| WHAT TO DO |
Could you copy each line of the entries that contains "GatewayConfig"?

** Opening TASK INPUT block **

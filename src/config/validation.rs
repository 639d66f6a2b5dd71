//! Configuration validation.
//!
//! # Responsibilities
//! - Semantic validation (serde handles syntactic)
//! - Validate value ranges (timeouts > 0, addresses parse)
//! - Check that every route can be dispatched by the selected router
//!
//! # Design Decisions
//! - Returns all validation errors, not just first
//! - Validation is pure function: GatewayConfig → Result<(), Vec<ValidationError>>
//! - Handler descriptors are checked by construction, not here
//! - Duplicate path patterns are legal (last wins) and only warned about

use std::collections::HashSet;
use std::net::SocketAddr;

use thiserror::Error;

use crate::config::schema::{GatewayConfig, RouterKind};

#[derive(Debug, Clone, Error, PartialEq, Eq)]
pub enum ValidationError {
    #[error("invalid listener.bind_address {0:?}")]
    InvalidBindAddress(String),

    #[error("invalid observability.metrics_address {0:?}")]
    InvalidMetricsAddress(String),

    #[error("timeouts.request_secs must be greater than zero")]
    ZeroRequestTimeout,

    #[error("listener.max_body_bytes must be greater than zero")]
    ZeroBodyLimit,

    #[error("route {index} has no matcher.path, required by the path router")]
    MissingPath { index: usize },

    #[error("route {index} has an empty matcher.path")]
    EmptyPath { index: usize },
}

pub fn validate_config(config: &GatewayConfig) -> Result<(), Vec<ValidationError>> {
    let mut errors = Vec::new();

    if config.listener.bind_address.parse::<SocketAddr>().is_err() {
        errors.push(ValidationError::InvalidBindAddress(
            config.listener.bind_address.clone(),
        ));
    }
    if config.listener.max_body_bytes == 0 {
        errors.push(ValidationError::ZeroBodyLimit);
    }
    if config.timeouts.request_secs == 0 {
        errors.push(ValidationError::ZeroRequestTimeout);
    }
    if config.observability.metrics_enabled
        && config
            .observability
            .metrics_address
            .parse::<SocketAddr>()
            .is_err()
    {
        errors.push(ValidationError::InvalidMetricsAddress(
            config.observability.metrics_address.clone(),
        ));
    }

    if config.router == RouterKind::Path {
        let mut seen = HashSet::new();
        for (index, route) in config.routes.iter().enumerate() {
            match route.matcher.path.as_deref() {
                None => errors.push(ValidationError::MissingPath { index }),
                Some("") => errors.push(ValidationError::EmptyPath { index }),
                Some(path) => {
                    if !seen.insert(path) {
                        tracing::warn!(pattern = path, index, "Duplicate route pattern, later route wins");
                    }
                }
            }
        }
    }

    if errors.is_empty() {
        Ok(())
    } else {
        Err(errors)
    }
}
//! Pattern-keyed dispatch.
//!
//! Owns the pattern → handler table; [`PathMux`] decides which pattern a
//! request resolves to. Registering a pattern twice replaces its handler.

use std::collections::HashMap;

use async_trait::async_trait;
use axum::body::Body;
use axum::http::{header, HeaderValue, Request, StatusCode};

use super::mux::{PathMux, Resolution};
use crate::error::BuildError;
use crate::handler::{http_error, Handler, ResponseSink};

#[derive(Debug, Default)]
pub struct PathRouter {
    bindings: HashMap<String, Box<dyn Handler>>,
    mux: PathMux,
}

impl PathRouter {
    pub fn new() -> Self {
        Self::default()
    }

    pub fn add_route(
        &mut self,
        pattern: impl Into<String>,
        handler: Box<dyn Handler>,
    ) -> Result<(), BuildError> {
        let pattern = pattern.into();
        self.mux.register(&pattern)?;
        if self.bindings.insert(pattern.clone(), handler).is_some() {
            tracing::warn!(pattern = %pattern, "Route pattern registered twice, keeping the latest");
        }
        Ok(())
    }

    pub fn len(&self) -> usize {
        self.bindings.len()
    }

    pub fn is_empty(&self) -> bool {
        self.bindings.is_empty()
    }
}

#[async_trait]
impl Handler for PathRouter {
    async fn serve(&self, request: Request<Body>, sink: &mut dyn ResponseSink) {
        let handler = match self.mux.resolve(&request) {
            Resolution::Matched(pattern) => self.bindings.get(pattern),
            Resolution::Redirect(location) => {
                match HeaderValue::try_from(location) {
                    Ok(value) => {
                        sink.headers_mut().insert(header::LOCATION, value);
                        http_error(sink, StatusCode::MOVED_PERMANENTLY, "Moved Permanently");
                    }
                    Err(e) => {
                        tracing::error!(error = %e, "Invalid redirect location");
                        http_error(sink, StatusCode::INTERNAL_SERVER_ERROR, "Internal server error");
                    }
                }
                return;
            }
            Resolution::NotFound => None,
        };

        match handler {
            Some(handler) => handler.serve(request, sink).await,
            None => http_error(sink, StatusCode::NOT_FOUND, "404 page not found"),
        }
    }
}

** Closing TASK INPUT block **

| WRITTEN RESPONSE |
//! - Validation is pure function: GatewayConfig → Result<(), Vec<ValidationError>>
use crate::config::schema::{GatewayConfig, RouterKind};
pub fn validate_config(config: &GatewayConfig) -> Result<(), Vec<ValidationError>> {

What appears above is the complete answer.